In January 2022, the trial against Alaa M began in the Frankfurt Higher Regional Court, with an ECCHR partner lawyer representing a joint plaintiff. Just one week earlier, former Syrian officer Anwar R had been sentenced to life in prison for crimes against humanity in the world’s first trial on state torture in Syria, in which ECCHR supported torture survivors.

After three and a half years of intensive evidentiary proceedings, the Frankfurt Higher Regional Court sentenced Alaa M. to life imprisonment in June 2025 for war crimes and crimes against humanity, and also imposed subsequent preventive detention – due to the particular severity of his crimes.

Case

Alaa M participated in sexual violence and the torture and killing of Syrian civilians while working as a doctor in the military hospital No. 608 in Homs, in the notorious military hospital Mezzeh No. 601 in Damascus – where the so-called Caesar photos were taken – and in the prison of Branch 261 of the Military Intelligence Services in Homs. Over the course of 186 days of hearings, more than 50 witnesses and numerous experts were heard. Their testimonies provided a comprehensive picture of the role of Syrian military hospitals in the Assad regime's system of torture, as well as the systematic attack on the civilian population and the violent suppression of protests in Homs, particularly in the Baba Amr district.
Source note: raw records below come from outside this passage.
//! Thread-safe event emitter.
//!
//! A `tokio::sync::broadcast` channel is the right shape for "every
//! subscriber gets every event" but has no way to remove a single
//! subscription by identity — `broadcast::Sender` only supports
//! dropping a whole `Receiver`. This emitter is shared by every layer
//! (Engine, Transport, Manager, Socket) and each layer emits a
//! different payload shape, so this is generic over the argument type
//! `T` rather than fixed to `serde_json::Value`; the public-facing
//! socket API instantiates it as `Emitter<serde_json::Value>`, while
//! internal plumbing instantiates it with packet or state types.

use std::collections::{HashMap, HashSet};
use std::sync::{Arc, Mutex};

/// Opaque handle identifying a single registered listener, returned by
/// [`Emitter::on`]/[`Emitter::once`] so callers can later target it
/// with [`Emitter::off_listener`].
pub type ListenerId = u64;

type ListenerFn<T> = dyn Fn(&[T]) + Send + Sync + 'static;

struct Registration<T> {
    id: ListenerId,
    listener: Arc<ListenerFn<T>>,
}

impl<T> Clone for Registration<T> {
    fn clone(&self) -> Self {
        Self {
            id: self.id,
            listener: self.listener.clone(),
        }
    }
}

struct State<T> {
    persistent: HashMap<String, Vec<Registration<T>>>,
    once: HashMap<String, Vec<Registration<T>>>,
    next_id: u64,
}

impl<T> Default for State<T> {
    fn default() -> Self {
        Self {
            persistent: HashMap::new(),
            once: HashMap::new(),
            next_id: 0,
        }
    }
}

/// A thread-safe, identity-addressable event emitter over argument
/// type `T`.
///
/// `emit` dispatches to the snapshot of listeners registered for that
/// event at the moment emission began; listeners added during dispatch
/// are not invoked in that same pass, and one-shot listeners present in
/// the snapshot are removed atomically before the next caller can
/// observe the table.
pub struct Emitter<T> {
    state: Arc<Mutex<State<T>>>,
}

impl<T> Clone for Emitter<T> {
    fn clone(&self) -> Self {
        Self {
            state: self.state.clone(),
        }
    }
}

impl<T> Default for Emitter<T> {
    fn default() -> Self {
        Self {
            state: Arc::new(Mutex::new(State::default())),
        }
    }
}

impl<T: Clone + Send + Sync + 'static> Emitter<T> {
    pub fn new() -> Self {
        Self::default()
    }

    fn next_id(state: &mut State<T>) -> ListenerId {
        state.next_id += 1;
        state.next_id
    }

    /// Register a persistent listener for `event`. Returns an id usable
    /// with [`Emitter::off_listener`].
    pub fn on<F>(&self, event: &str, listener: F) -> ListenerId
    where
        F: Fn(&[T]) + Send + Sync + 'static,
    {
        let mut state = self.state.lock().unwrap();
        let id = Self::next_id(&mut state);
        state
            .persistent
            .entry(event.to_string())
            .or_default()
            .push(Registration {
                id,
                listener: Arc::new(listener),
            });
        id
    }

    /// Register a one-shot listener for `event`. It is invoked at most
    /// once and then removed, even if `emit` is never called again.
    pub fn once<F>(&self, event: &str, listener: F) -> ListenerId
    where
        F: Fn(&[T]) + Send + Sync + 'static,
    {
        let mut state = self.state.lock().unwrap();
        let id = Self::next_id(&mut state);
        state
            .once
            .entry(event.to_string())
            .or_default()
            .push(Registration {
                id,
                listener: Arc::new(listener),
            });
        id
    }

    /// Remove every listener for every event.
    pub fn off_all(&self) {
        let mut state = self.state.lock().unwrap();
        state.persistent.clear();
        state.once.clear();
    }

    /// Remove every listener registered for `event`.
    pub fn off_event(&self, event: &str) {
        let mut state = self.state.lock().unwrap();
        state.persistent.remove(event);
        state.once.remove(event);
    }

    /// Remove a single listener, identified by the id returned from
    /// `on`/`once`, from `event`.
    pub fn off_listener(&self, event: &str, id: ListenerId) {
        let mut state = self.state.lock().unwrap();
        if let Some(v) = state.persistent.get_mut(event) {
            v.retain(|r| r.id != id);
        }
        if let Some(v) = state.once.get_mut(event) {
            v.retain(|r| r.id != id);
        }
    }

    /// Dispatch `args` to every listener registered for `event` at the
    /// moment this call began.
    pub fn emit(&self, event: &str, args: &[T]) {
        let (persistent_snapshot, once_snapshot) = {
            let state = self.state.lock().unwrap();
            (
                state.persistent.get(event).cloned().unwrap_or_default(),
                state.once.get(event).cloned().unwrap_or_default(),
            )
        };

        for reg in persistent_snapshot.iter().chain(once_snapshot.iter()) {
            (reg.listener)(args);
        }

        if !once_snapshot.is_empty() {
            let fired: HashSet<ListenerId> = once_snapshot.iter().map(|r| r.id).collect();
            let mut state = self.state.lock().unwrap();
            if let Some(v) = state.once.get_mut(event) {
                v.retain(|r| !fired.contains(&r.id));
            }
        }
    }

    /// The ids of every listener (persistent and one-shot) currently
    /// registered for `event`.
    pub fn listeners(&self, event: &str) -> Vec<ListenerId> {
        let state = self.state.lock().unwrap();
        let mut ids: Vec<ListenerId> = state
            .persistent
            .get(event)
            .map(|v| v.iter().map(|r| r.id).collect())
            .unwrap_or_default();
        if let Some(v) = state.once.get(event) {
            ids.extend(v.iter().map(|r| r.id));
        }
        ids
    }

    /// Whether at least one listener is registered for `event`.
    pub fn has_listeners(&self, event: &str) -> bool {
        let state = self.state.lock().unwrap();
        state.persistent.get(event).is_some_and(|v| !v.is_empty())
            || state.once.get(event).is_some_and(|v| !v.is_empty())
    }
}

#[cfg(test)]
mod tests {
    use super::*;
    use std::sync::atomic::{AtomicUsize, Ordering};

    #[test]
    fn on_listener_fires_every_emit() {
        let emitter: Emitter<()> = Emitter::new();
        let count = Arc::new(AtomicUsize::new(0));
        let c = count.clone();
        emitter.on("msg", move |_| {
            c.fetch_add(1, Ordering::SeqCst);
        });
        emitter.emit("msg", &[]);
        emitter.emit("msg", &[]);
        assert_eq!(count.load(Ordering::SeqCst), 2);
    }

    #[test]
    fn once_listener_fires_exactly_once() {
        let emitter: Emitter<()> = Emitter::new();
        let count = Arc::new(AtomicUsize::new(0));
        let c = count.clone();
        emitter.once("msg", move |_| {
            c.fetch_add(1, Ordering::SeqCst);
        });
        emitter.emit("msg", &[]);
        emitter.emit("msg", &[]);
        assert_eq!(count.load(Ordering::SeqCst), 1);
        assert!(!emitter.has_listeners("msg"));
    }

    #[test]
    fn off_listener_removes_only_that_listener() {
        let emitter: Emitter<()> = Emitter::new();
        let a_count = Arc::new(AtomicUsize::new(0));
        let b_count = Arc::new(AtomicUsize::new(0));
        let (ca, cb) = (a_count.clone(), b_count.clone());
        let id_a = emitter.on("e", move |_| {
            ca.fetch_add(1, Ordering::SeqCst);
        });
        emitter.on("e", move |_| {
            cb.fetch_add(1, Ordering::SeqCst);
        });
        emitter.off_listener("e", id_a);
        emitter.emit("e", &[]);
        assert_eq!(a_count.load(Ordering::SeqCst), 0);
        assert_eq!(b_count.load(Ordering::SeqCst), 1);
    }

    #[test]
    fn listeners_added_during_dispatch_do_not_see_that_pass() {
        let emitter: Emitter<()> = Emitter::new();
        let outer_fired = Arc::new(AtomicUsize::new(0));
        let inner_fired = Arc::new(AtomicUsize::new(0));
        let emitter_clone = emitter.clone();
        let inner = inner_fired.clone();
        let outer = outer_fired.clone();
        emitter.on("e", move |_| {
            outer.fetch_add(1, Ordering::SeqCst);
            let inner = inner.clone();
            emitter_clone.on("e", move |_| {
                inner.fetch_add(1, Ordering::SeqCst);
            });
        });
        emitter.emit("e", &[]);
        assert_eq!(outer_fired.load(Ordering::SeqCst), 1);
        assert_eq!(inner_fired.load(Ordering::SeqCst), 0);
        emitter.emit("e", &[]);
        assert_eq!(outer_fired.load(Ordering::SeqCst), 2);
        assert_eq!(inner_fired.load(Ordering::SeqCst), 1);
    }

    #[test]
    fn off_event_clears_both_persistent_and_once() {
        let emitter: Emitter<()> = Emitter::new();
        emitter.on("e", |_| {});
        emitter.once("e", |_| {});
        assert!(emitter.has_listeners("e"));
        emitter.off_event("e");
        assert!(!emitter.has_listeners("e"));
    }

    #[test]
    fn off_all_clears_every_event() {
        let emitter: Emitter<()> = Emitter::new();
        emitter.on("a", |_| {});
        emitter.on("b", |_| {});
        emitter.off_all();
        assert!(!emitter.has_listeners("a"));
        assert!(!emitter.has_listeners("b"));
    }

    #[test]
    fn emit_carries_typed_arguments_to_listeners() {
        let emitter: Emitter<serde_json::Value> = Emitter::new();
        let received = Arc::new(Mutex::new(Vec::new()));
        let r = received.clone();
        emitter.on("data", move |args: &[serde_json::Value]| {
            r.lock().unwrap().extend_from_slice(args);
        });
        emitter.emit("data", &[serde_json::json!(42)]);
        assert_eq!(*received.lock().unwrap(), vec![serde_json::json!(42)]);
    }
}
This case clearly demonstrates that the systematic violence of the Syrian regime against the civilian population does not only take place within detention facilities. Evidence of the role of military hospitals in Syrian President Bashar al-Assad’s apparatus of injustice was initially provided by the Caesar photos: the images, taken by a Syrian military photographer who defected and then brought them out of the country, reveal thousands of corpses, often with obvious signs of torture. A large portion of the photographs were proven to have been taken in military hospitals within and in the vicinity of Damascus, and they already played a significant role in the so-called al-Khatib trial.

Context

Germany has assumed a pioneering role in addressing such crimes at least since the start of the al-Khatib proceedings in the Koblenz Higher Regional Court. In addition, German law enforcement authorities issued an arrest warrant for ex-Air Force Intelligence chief Jamil Hassan. The German authorities have succeeded in handling these highly complex cases in part through so-called structural investigation procedures, to which many Syrian survivors, activists, lawyers and organizations such as ECCHR have also contributed. In addition, Germany applies the principle of universal jurisdiction, according to which the most serious crimes against humanity can be prosecuted even when they have no direct connection to Germany.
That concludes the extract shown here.